Organizers: Edwin R. Hancock (Univ. of York, UK), Vittorio Murino (IIT, Italy), Marcello Pelillo (Univ. of Venice, Italy), Richard Wilson (Univ. of York, UK)
Duration: full day
Abstract: The presentation will revolve around two main themes, which basically correspond to the two fundamental questions that arise when abandoning the realm of vectorial, feature-based representations, namely: How can one obtain suitable similarity information from data representations that are more powerful than, or simply different from, the vectorial. How can similarity information be used in order to perform learning and classification tasks ? We shall assume no pre-existing knowledge of similarity-based techniques by the audience, thereby making the tutorial self- contained and understandable by a non-expert. The tutorial will commence with a clear overview of the basics of how dissimilarity data arise, and how it can be characterized as a prerequisite to analysis. We will focus in detail on the differences between Euclidean and non-Euclidean dissimilarities, and in particular the causes of non-Euclidean artifacts, how to test for them and when possible correct for them. With the basic definitions of dissimilarity to hand, we will move on to the topic of analysis in the dissimilarity domain, we will commence by showing how to derive dissimilarities for non- vectorial data, how to impose geometricity on such data via embedding and how to learn in the dissimilarity domain. Finally, we will illustrate how these ideas can be utilised in the computer vision domain with particular emphasis on the dissimilarity representation of shape.
Outline:
- Introduction to similarity-based pattern recognition
- Vector-space, distance and similarity
- Euclidean embedding techniques (standard methods, MDS etc)

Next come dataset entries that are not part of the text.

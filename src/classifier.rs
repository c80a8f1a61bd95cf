/// Limits, PSF thresholds and size classification
use regex::Regex;
use serde::de::{self, MapAccess, Visitor};
use serde::ser::SerializeMap;
use serde::{Deserialize, Deserializer, Serialize, Serializer};
use std::fmt;
use std::sync::OnceLock;

use crate::error::{Result, StarError};
use crate::star::{SizeBucket, Star};
use crate::statistics::{FeatureStats, StarStatistics};

/// Fractions of the [min, max] range used as high/low limits
#[derive(Debug, Clone, Copy, PartialEq, Serialize, Deserialize)]
#[serde(default)]
pub struct LimitFactors {
    pub high: f64,
    pub low: f64,
}

impl Default for LimitFactors {
    fn default() -> Self {
        Self {
            high: 0.75,
            low: 0.25,
        }
    }
}

impl LimitFactors {
    /// Low factor clamped so the range is never inverted
    pub fn effective_low(&self) -> f64 {
        self.low.min(self.high)
    }
}

#[derive(Debug, Clone, Copy, PartialEq, Default, Serialize, Deserialize)]
#[serde(default)]
pub struct LimitConfig {
    pub size: LimitFactors,
    pub width: LimitFactors,
    pub flux: LimitFactors,
}

#[derive(Debug, Clone, Copy, PartialEq, Serialize)]
pub struct FeatureLimits {
    pub high: f64,
    pub low: f64,
}

impl FeatureLimits {
    pub fn from_stats(stats: &FeatureStats, factors: &LimitFactors) -> Self {
        Self {
            high: stats.value_at_fraction(factors.high),
            low: stats.value_at_fraction(factors.effective_low()),
        }
    }
}

#[derive(Debug, Clone, Copy, PartialEq, Serialize)]
pub struct Limits {
    pub size: FeatureLimits,
    pub width: FeatureLimits,
    pub flux: FeatureLimits,
}

/// Per-feature limits from the detection statistics
pub fn compute_limits(stats: &StarStatistics, factors: &LimitConfig) -> Limits {
    Limits {
        size: FeatureLimits::from_stats(&stats.size, &factors.size),
        width: FeatureLimits::from_stats(&stats.width, &factors.width),
        flux: FeatureLimits::from_stats(&stats.flux, &factors.flux),
    }
}

/// Classification result of one star
#[derive(Debug, Clone, Copy, PartialEq)]
pub struct Classification {
    pub bucket: SizeBucket,
    pub enlargement_factor: f64,
}

/// Big at or above the high size limit, small at or below the low one
pub fn classify(star: &Star, limits: &Limits) -> Classification {
    let bucket = if star.size() >= limits.size.high {
        SizeBucket::Big
    } else if star.size() <= limits.size.low {
        SizeBucket::Small
    } else {
        SizeBucket::Average
    };
    Classification {
        bucket,
        enlargement_factor: bucket.enlargement_factor(),
    }
}

/// Threshold value for one feature
#[derive(Debug, Clone, PartialEq)]
pub enum ThresholdValue {
    Absolute(f64),
    /// Fraction of the feature's [min, max] range (`"70%"` is 0.7)
    Percent(f64),
    /// Named statistic of the feature (`"avg"`, `"median"`)
    Statistic(String),
}

fn percent_regex() -> &'static Regex {
    static RE: OnceLock<Regex> = OnceLock::new();
    RE.get_or_init(|| Regex::new(r"^\s*(-?\d+(?:\.\d+)?)\s*%\s*$").expect("valid percent pattern"))
}

/// Parse `"NN%"` into a fraction
pub fn parse_percent(text: &str) -> Option<f64> {
    percent_regex()
        .captures(text)
        .and_then(|c| c[1].parse::<f64>().ok())
        .map(|p| p / 100.0)
}

impl ThresholdValue {
    pub fn parse(text: &str) -> Self {
        if let Some(fraction) = parse_percent(text) {
            ThresholdValue::Percent(fraction)
        } else if let Ok(v) = text.trim().parse::<f64>() {
            ThresholdValue::Absolute(v)
        } else {
            ThresholdValue::Statistic(text.trim().to_string())
        }
    }

    /// Resolve against the statistics of `key`
    pub fn resolve(&self, key: &str, stats: Option<&FeatureStats>) -> Result<f64> {
        let missing = || StarError::InvalidThreshold {
            key: key.to_string(),
            reason: "no statistics available for this feature".to_string(),
        };
        match self {
            ThresholdValue::Absolute(v) => Ok(*v),
            ThresholdValue::Percent(p) => Ok(stats.ok_or_else(missing)?.value_at_fraction(*p)),
            ThresholdValue::Statistic(name) => {
                stats
                    .ok_or_else(missing)?
                    .get(name)
                    .ok_or_else(|| StarError::InvalidThreshold {
                        key: key.to_string(),
                        reason: format!("unknown statistic '{}'", name),
                    })
            }
        }
    }
}

impl fmt::Display for ThresholdValue {
    fn fmt(&self, f: &mut fmt::Formatter<'_>) -> fmt::Result {
        match self {
            ThresholdValue::Absolute(v) => write!(f, "{}", v),
            ThresholdValue::Percent(p) => write!(f, "{}%", p * 100.0),
            ThresholdValue::Statistic(s) => write!(f, "{}", s),
        }
    }
}

impl Serialize for ThresholdValue {
    fn serialize<S: Serializer>(&self, serializer: S) -> std::result::Result<S::Ok, S::Error> {
        match self {
            ThresholdValue::Absolute(v) => serializer.serialize_f64(*v),
            other => serializer.serialize_str(&other.to_string()),
        }
    }
}

impl<'de> Deserialize<'de> for ThresholdValue {
    fn deserialize<D: Deserializer<'de>>(deserializer: D) -> std::result::Result<Self, D::Error> {
        #[derive(Deserialize)]
        #[serde(untagged)]
        enum Raw {
            Number(f64),
            Text(String),
        }
        Ok(match Raw::deserialize(deserializer)? {
            Raw::Number(v) => ThresholdValue::Absolute(v),
            Raw::Text(s) => ThresholdValue::parse(&s),
        })
    }
}

/// Serializable threshold: a number applied to width and flux, or an
/// ordered feature -> value map. Key order is significant.
#[derive(Debug, Clone, PartialEq)]
pub enum ThresholdConfig {
    None,
    Uniform(f64),
    Keys(Vec<(String, ThresholdValue)>),
}

impl Default for ThresholdConfig {
    fn default() -> Self {
        ThresholdConfig::Keys(vec![
            ("flux".to_string(), ThresholdValue::Statistic("avg".to_string())),
            ("width".to_string(), ThresholdValue::Percent(0.7)),
        ])
    }
}

impl Serialize for ThresholdConfig {
    fn serialize<S: Serializer>(&self, serializer: S) -> std::result::Result<S::Ok, S::Error> {
        match self {
            ThresholdConfig::None => serializer.serialize_none(),
            ThresholdConfig::Uniform(v) => serializer.serialize_f64(*v),
            ThresholdConfig::Keys(keys) => {
                let mut map = serializer.serialize_map(Some(keys.len()))?;
                for (k, v) in keys {
                    map.serialize_entry(k, v)?;
                }
                map.end()
            }
        }
    }
}

impl<'de> Deserialize<'de> for ThresholdConfig {
    fn deserialize<D: Deserializer<'de>>(deserializer: D) -> std::result::Result<Self, D::Error> {
        struct ThresholdVisitor;

        impl<'de> Visitor<'de> for ThresholdVisitor {
            type Value = ThresholdConfig;

            fn expecting(&self, f: &mut fmt::Formatter) -> fmt::Result {
                f.write_str("null, a number or a map of feature thresholds")
            }

            fn visit_unit<E: de::Error>(self) -> std::result::Result<Self::Value, E> {
                Ok(ThresholdConfig::None)
            }

            fn visit_none<E: de::Error>(self) -> std::result::Result<Self::Value, E> {
                Ok(ThresholdConfig::None)
            }

            fn visit_f64<E: de::Error>(self, v: f64) -> std::result::Result<Self::Value, E> {
                Ok(ThresholdConfig::Uniform(v))
            }

            fn visit_u64<E: de::Error>(self, v: u64) -> std::result::Result<Self::Value, E> {
                Ok(ThresholdConfig::Uniform(v as f64))
            }

            fn visit_i64<E: de::Error>(self, v: i64) -> std::result::Result<Self::Value, E> {
                Ok(ThresholdConfig::Uniform(v as f64))
            }

            fn visit_map<A: MapAccess<'de>>(self, mut access: A) -> std::result::Result<Self::Value, A::Error> {
                let mut keys = Vec::new();
                while let Some((k, v)) = access.next_entry::<String, ThresholdValue>()? {
                    keys.push((k, v));
                }
                Ok(ThresholdConfig::Keys(keys))
            }
        }

        deserializer.deserialize_any(ThresholdVisitor)
    }
}

/// Which stars get a PSF fit
pub enum ThresholdSpec {
    /// No threshold: every star
    None,
    Predicate(Box<dyn Fn(&Star) -> bool>),
    /// Same value for width and flux
    Uniform(f64),
    /// Ordered feature thresholds
    Keys(Vec<(String, ThresholdValue)>),
}

impl fmt::Debug for ThresholdSpec {
    fn fmt(&self, f: &mut fmt::Formatter<'_>) -> fmt::Result {
        match self {
            ThresholdSpec::None => f.write_str("None"),
            ThresholdSpec::Predicate(_) => f.write_str("Predicate(..)"),
            ThresholdSpec::Uniform(v) => f.debug_tuple("Uniform").field(v).finish(),
            ThresholdSpec::Keys(k) => f.debug_tuple("Keys").field(k).finish(),
        }
    }
}

impl From<ThresholdConfig> for ThresholdSpec {
    fn from(config: ThresholdConfig) -> Self {
        match config {
            ThresholdConfig::None => ThresholdSpec::None,
            ThresholdConfig::Uniform(v) => ThresholdSpec::Uniform(v),
            ThresholdConfig::Keys(k) => ThresholdSpec::Keys(k),
        }
    }
}

/// Threshold with every value resolved to a number
pub enum ResolvedThreshold<'a> {
    All,
    Predicate(&'a dyn Fn(&Star) -> bool),
    Keys(Vec<(String, f64)>),
}

/// Resolve percentages and statistic names once, before the star loop
pub fn resolve_threshold<'a>(spec: &'a ThresholdSpec, stats: &StarStatistics) -> Result<ResolvedThreshold<'a>> {
    Ok(match spec {
        ThresholdSpec::None => ResolvedThreshold::All,
        ThresholdSpec::Predicate(f) => ResolvedThreshold::Predicate(f.as_ref()),
        ThresholdSpec::Uniform(v) => {
            ResolvedThreshold::Keys(vec![("width".to_string(), *v), ("flux".to_string(), *v)])
        }
        ThresholdSpec::Keys(keys) => {
            let mut resolved = Vec::with_capacity(keys.len());
            for (key, value) in keys {
                let v = value.resolve(key, stats.feature(key))?;
                tracing::debug!("PSF threshold {} >= {} ({})", key, v, value);
                resolved.push((key.clone(), v));
            }
            ResolvedThreshold::Keys(resolved)
        }
    })
}

/// Whether `star` qualifies for PSF estimation.
///
/// Keys are checked in order; only keys the star has as numeric
/// features participate, and the first failing comparison decides.
/// A star matching none of the keys does not qualify.
pub fn should_compute_psf(star: &Star, threshold: &ResolvedThreshold<'_>) -> bool {
    match threshold {
        ResolvedThreshold::All => true,
        ResolvedThreshold::Predicate(f) => f(star),
        ResolvedThreshold::Keys(keys) => {
            let mut do_psf = false;
            for (key, limit) in keys {
                if let Some(value) = star.feature(key) {
                    do_psf = value >= *limit;
                    if !do_psf {
                        break;
                    }
                }
            }
            do_psf
        }
    }
}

- Non-Euclidean data (causes, tests, corrections)
- Non-Euclidean embedding techniques (spherical embeddings)
- Deriving similarities for non-vectorial data
- Hybrid generative/discriminative classification
- Generative kernels
- Information theoretic kernels
- Imposing geometricity on non-geometric similarities
- Structure preserving embeddings (random walks, zeta functions, path and cycle based methods)
- Complexity level characterizations of relational structures
- Algorithms on embedded dissimilarity data ( graph and hypergraph matching, clustering and feature selection)
- Learning with non-(geo)metric similarities
- Game-theoretic models of pattern recognition
- Polymatrix games and contextual pattern recognition
- Evolutionary games and data clustering
- Applications to problems in shape analysis (MRI image analysis, renal carcinoma diagnosis)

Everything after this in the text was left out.